The floods, which effect was pegged at millions of dollars in property losses, also caused the evacuation of some 5000 people from Tema and also caused the collapse of a bridge linking Ghana and neighbouring Togo, thereby creating travelling inconveniences between the two countries, which to the minister, was enough evidence that climate change had over-bearing consequences.
To give credence to her argument, the minister again recounted the sad affliction that country had to suffer in the hands of the June 2015 rains which left thousands displaced, many dead and lost in many properties.
Furthermore, damage had been caused to some road networks, accruing to millions of cedis government has not budgeted for.
In the light of this upshot, the Ministry of Environment, Science and Science under the headship of Mr. Mahama Ayariga has outlined a National Climate Change Policy, with five policy areas being its priority.
They, among other things, include agriculture and food security, disaster preparedness and response and natural resource management.
The rest are equitable social development and energy, industrial and infrastructural development.
A PhD student in Environmental Science, Paschal Arsein Mugabe, during his presentation at the conference noted that there was an increase in temperature in recent times, compared to the past and that could be a contributory factor to the change in climate in the country.
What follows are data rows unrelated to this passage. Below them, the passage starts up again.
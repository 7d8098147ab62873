use super::range::SourceRange;
use serde::{Deserialize, Serialize};

/// An `import` directive in a file header
#[derive(Debug, Clone, PartialEq, Eq, Hash, Serialize, Deserialize)]
pub struct Import {
    /// Imported path without the trailing `.*`
    pub path: String,

    /// Is this a wildcard import?
    pub is_wildcard: bool,

    /// Import alias (if any)
    pub alias: Option<String>,

    pub range: SourceRange,
}

impl Import {
    pub fn new(path: impl Into<String>, range: SourceRange) -> Self {
        Self {
            path: path.into(),
            is_wildcard: false,
            alias: None,
            range,
        }
    }

    pub fn wildcard(mut self) -> Self {
        self.is_wildcard = true;
        self
    }

    pub fn with_alias(mut self, alias: impl Into<String>) -> Self {
        self.alias = Some(alias.into());
        self
    }

    /// Name the import binds in the file: the alias, else the last segment
    pub fn bound_name(&self) -> Option<&str> {
        if self.is_wildcard {
            return None;
        }
        self.alias
            .as_deref()
            .or_else(|| self.path.rsplit('.').next())
    }
}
Nana Yamoah Asafu-Adjaye and Joseph Amikuzuno from the Department of Climate Change and Food Security at the University for Development Studies in their study on the Socioeconomic Impact of Climate Adaptation on Smallholder Farmers in the Lawra District of the Upper West Region concluded that:
“Smallholder farmers in the district will have mean net returns of about 900 cedis to 2500 cedis with climate change as against a mean net returns of 9000 cedis to 14700 cedis without climate change.”
This finding is indicative of the fact that a decrease in farmers’ net revenue in the face of climate change without adaptation is expectant.
They argue that climate change in 2030 and 2050 would lead to estimated poverty rates rising from 51% to 52%. “The adaptation results also indicates a good response of crop yields under irrigation, increasing mean net revenue of smallholder farms to 5200 cedis and 5300 cedis under all farms scenario in 2050 in the district,” they claim.
The study also concluded that farms—both upland and lowland farms—with adaptation will have a lower poverty rates as compared to farms without adaptation to climate change.